Sucede, porém, que, veio, aqui e agora, a Meritíssima Juiz, indeferir o pedido de constituição de assistente formulado por A. S. e, consequentemente, rejeitar tal requerimento de abertura de instrução, IV. Porquanto a ofendida, conforme resulta da queixa, é uma entidade comercial, X Tuning, de cujas quantias o Arguido se terá apropriado.
V.
No entanto, não pode, nem deve a aqui Recorrente aceitar tal decisão, por desprovida de qualquer fundamento factual ou legal.

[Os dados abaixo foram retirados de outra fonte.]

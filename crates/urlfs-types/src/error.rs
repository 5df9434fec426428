//! Error types returned by filesystem backends and the scheme router.

use std::io;

use thiserror::Error;

/// Result type for filesystem operations.
pub type FsResult<T> = Result<T, FsError>;

/// Filesystem operation errors.
#[derive(Debug, Clone, PartialEq, Eq, Error)]
pub enum FsError {
    /// No entry exists at the path.
    #[error("not found: {0}")]
    NotFound(String),
    /// The backend does not offer this operation.
    #[error("unsupported operation: {0}")]
    Unsupported(String),
    /// The cursor is already at the end of the data.
    #[error("end of stream")]
    EndOfStream,
    /// A seek or skip targeted a position outside `0..=len`.
    #[error("offset {offset} out of range (length {len})")]
    OutOfRange { offset: i64, len: u64 },
    /// The URL could not be split into scheme and path.
    #[error("invalid url: {0}")]
    InvalidUrl(String),
    /// The string cannot be used as a URL scheme.
    #[error("invalid scheme: {0:?}")]
    InvalidScheme(String),
    /// No backend is registered for the URL scheme.
    #[error("no backend registered for scheme: {0}")]
    NoBackend(String),
}

impl FsError {
    /// Shorthand for a `NotFound` error on a path.
    pub fn not_found(path: impl Into<String>) -> Self {
        FsError::NotFound(path.into())
    }

    /// Shorthand for an `Unsupported` error naming the operation.
    pub fn unsupported(what: impl Into<String>) -> Self {
        FsError::Unsupported(what.into())
    }
}

impl From<FsError> for io::Error {
    fn from(err: FsError) -> Self {
        let kind = match &err {
            FsError::NotFound(_) | FsError::NoBackend(_) => io::ErrorKind::NotFound,
            FsError::Unsupported(_) => io::ErrorKind::Unsupported,
            FsError::EndOfStream => io::ErrorKind::UnexpectedEof,
            FsError::OutOfRange { .. } | FsError::InvalidUrl(_) | FsError::InvalidScheme(_) => {
                io::ErrorKind::InvalidInput
            }
        };
        io::Error::new(kind, err)
    }
}

#[cfg(test)]
mod tests {
    use super::*;

    #[test]
    fn test_display() {
        assert_eq!(FsError::not_found("/a/b").to_string(), "not found: /a/b");
        assert_eq!(FsError::EndOfStream.to_string(), "end of stream");
        assert_eq!(
            FsError::OutOfRange { offset: -1, len: 4 }.to_string(),
            "offset -1 out of range (length 4)"
        );
    }

    #[test]
    fn test_io_error_kinds() {
        let cases = [
            (FsError::not_found("x"), io::ErrorKind::NotFound),
            (FsError::unsupported("watch"), io::ErrorKind::Unsupported),
            (FsError::EndOfStream, io::ErrorKind::UnexpectedEof),
            (
                FsError::OutOfRange { offset: 9, len: 3 },
                io::ErrorKind::InvalidInput,
            ),
            (FsError::NoBackend("s3".into()), io::ErrorKind::NotFound),
            (
                FsError::InvalidScheme("my fs".into()),
                io::ErrorKind::InvalidInput,
            ),
        ];
        for (err, kind) in cases {
            let io_err: io::Error = err.clone().into();
            assert_eq!(io_err.kind(), kind, "{err}");
        }
    }

    #[test]
    fn test_io_error_keeps_source() {
        let io_err: io::Error = FsError::EndOfStream.into();
        let inner = io_err
            .get_ref()
            .and_then(|e| e.downcast_ref::<FsError>())
            .cloned();
        assert_eq!(inner, Some(FsError::EndOfStream));
    }
}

VI. Isto porque, tal como consta, aliás, de modo expresso e claro, do despacho de arquivamento do Ministério Público: “Os presentes autos tiveram origem na denúncia apresentada por A. S. – na qualidade de sócio-gerente e legal representante da sociedade comercial X Tuning, Lda.
” (sublinhado nosso) VII. O que, além do mais e a todos os títulos, revela que o requerimento de constituição de assistente e de abertura de instrução foi apresentado por aquele, na supra referida qualidade, VIII. Sendo, até salientado, no artigo 8.º da al. A) do mesmo que o Arguido, J. C., teve intenção de enganar o sócio gerente e legal representante da sociedade “X Tuning, Lda.”.
IX. Tudo isto a significar, desde logo, que a interpretação adotada no Despacho de indeferimento do pedido de constituição de Assistente peca por, inexplicável e insustentável, purismo de caráter linear e levando à letra o que foi escrito, sem tomar, porém, em consideração todo o circunstancialismo existente e provado.
X. Nessa conformidade, não se pode, nem se deve, interpretar cada Lei, quer qualquer facto, do modo como consta no Despacho recorrido.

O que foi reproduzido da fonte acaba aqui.